Dhe report in July came as a surprise and dealt a double blow to the already chronically troubled Commerzbank. Both the chairman of the board, Martin Zielke, and the chairman of the supervisory board, Stefan Schmittmann, announced their resignation. This was preceded by serious allegations by the major investor Cerberus about the continued unsuccessfulness of the top management and finally the lack of support from the federal government, which has a 15 percent stake in the bank. While Schmittmann left immediately, Zielke continued until a successor was found for him – and received a generous severance payment, according to the bank’s compensation report published on Wednesday.

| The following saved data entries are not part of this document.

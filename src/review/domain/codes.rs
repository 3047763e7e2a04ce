//! Project code sets and page counts.

use super::ReviewDomainError;
use serde::{Deserialize, Serialize};
use std::collections::BTreeMap;

/// Separator used when several project codes are written as one string.
pub const CODE_SEPARATOR: char = '+';

/// Non-empty map of project code to project title.
///
/// Iteration order is the sorted code order, which is also the order used to
/// derive the open task fingerprint.
#[derive(Debug, Clone, PartialEq, Eq, Serialize, Deserialize)]
#[serde(try_from = "BTreeMap<String, String>", into = "BTreeMap<String, String>")]
pub struct ProjectCodes(BTreeMap<String, String>);

impl ProjectCodes {
    /// Creates a validated code map.
    ///
    /// Codes and titles are trimmed. A repeated code keeps the last title.
    ///
    /// # Errors
    ///
    /// Returns [`ReviewDomainError::EmptyProjectCodes`] when no entries are
    /// given and [`ReviewDomainError::InvalidProjectCode`] when a code is
    /// empty or contains the separator.
    pub fn new<I, K, V>(entries: I) -> Result<Self, ReviewDomainError>
    where
        I: IntoIterator<Item = (K, V)>,
        K: Into<String>,
        V: Into<String>,
    {
        let mut map = BTreeMap::new();
        for (raw_code, raw_title) in entries {
            let code = normalize_code(raw_code.into())?;
            map.insert(code, raw_title.into().trim().to_owned());
        }
        if map.is_empty() {
            return Err(ReviewDomainError::EmptyProjectCodes);
        }
        Ok(Self(map))
    }

    /// Returns the codes in sorted order.
    pub fn codes(&self) -> impl Iterator<Item = &str> {
        self.0.keys().map(String::as_str)
    }

    /// Returns the title recorded for `code`.
    #[must_use]
    pub fn title(&self, code: &str) -> Option<&str> {
        self.0.get(code).map(String::as_str)
    }

    /// Returns the number of codes.
    #[must_use]
    pub fn len(&self) -> usize {
        self.0.len()
    }

    /// Returns `true` when the map holds no codes. Never true for a value
    /// built through [`Self::new`].
    #[must_use]
    pub fn is_empty(&self) -> bool {
        self.0.is_empty()
    }

    /// Returns `true` when every requested code is a key of this map.
    #[must_use]
    pub fn contains_all<'a>(&self, requested: impl IntoIterator<Item = &'a String>) -> bool {
        requested.into_iter().all(|code| self.0.contains_key(code))
    }

    /// Returns the sorted codes joined by the separator.
    #[must_use]
    pub fn joined(&self) -> String {
        let mut out = String::new();
        for (index, code) in self.codes().enumerate() {
            if index > 0 {
                out.push(CODE_SEPARATOR);
            }
            out.push_str(code);
        }
        out
    }

    /// Returns a reference to the underlying map.
    #[must_use]
    pub const fn as_map(&self) -> &BTreeMap<String, String> {
        &self.0
    }
}

impl TryFrom<BTreeMap<String, String>> for ProjectCodes {
    type Error = ReviewDomainError;

    fn try_from(value: BTreeMap<String, String>) -> Result<Self, Self::Error> {
        Self::new(value)
    }
}

impl From<ProjectCodes> for BTreeMap<String, String> {
    fn from(value: ProjectCodes) -> Self {
        value.0
    }
}

pub(super) fn normalize_code(raw: String) -> Result<String, ReviewDomainError> {
    let code = raw.trim();
    if code.is_empty() || code.contains(CODE_SEPARATOR) {
        return Err(ReviewDomainError::InvalidProjectCode(raw));
    }
    Ok(code.to_owned())
}

/// Positive page count of a report.
#[derive(Debug, Clone, Copy, PartialEq, Eq, PartialOrd, Ord, Hash, Serialize, Deserialize)]
#[serde(try_from = "u32", into = "u32")]
pub struct Pages(u32);

impl Pages {
    /// Creates a validated page count.
    ///
    /// # Errors
    ///
    /// Returns [`ReviewDomainError::ZeroPages`] for zero.
    pub const fn new(value: u32) -> Result<Self, ReviewDomainError> {
        if value == 0 {
            return Err(ReviewDomainError::ZeroPages);
        }
        Ok(Self(value))
    }

    /// Returns the raw page count.
    #[must_use]
    pub const fn value(self) -> u32 {
        self.0
    }

    /// Returns the ledger weight of a task with this page count.
    ///
    /// Urgent tasks weigh `floor(pages * 1.5)`; regular tasks weigh `pages`.
    #[must_use]
    pub fn weighted(self, urgent: bool) -> i64 {
        let pages = i64::from(self.0);
        if urgent {
            pages + pages.div_euclid(2)
        } else {
            pages
        }
    }
}

impl TryFrom<u32> for Pages {
    type Error = ReviewDomainError;

    fn try_from(value: u32) -> Result<Self, Self::Error> {
        Self::new(value)
    }
}

impl From<Pages> for u32 {
    fn from(value: Pages) -> Self {
        value.0
    }
}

“For the period from January 1, 2021, Martin Zielke will receive a total gross amount of 3,348,480 euros, which will be paid in 24 monthly installments,” it says neatly. And it is further stated there that this amount is still far below the actually possible maximum amount because Zielke has waived the offsetting of possible variable remuneration claims and other ancillary services.
Less loss expected
In the workforce of the bank, which has been on a permanent austerity course since the financial crisis, the amount of the severance payment is likely to encounter incomprehension. Several thousand jobs are currently being cut and almost half of the branches are to be closed forever. And the shareholders, who not only have to accept high price losses, but have also had to forego dividends for years, are unlikely to be pleased with the golden handshake.
After all, according to its annual report, the bank is again anticipating a net loss for the current financial year, albeit a significantly lower one than last year. For 2020, Zielke’s successor, Manfred Knof, reported a net loss of 2.9 billion euros due to high renovation costs, goodwill amortization and significantly increased risk provisioning.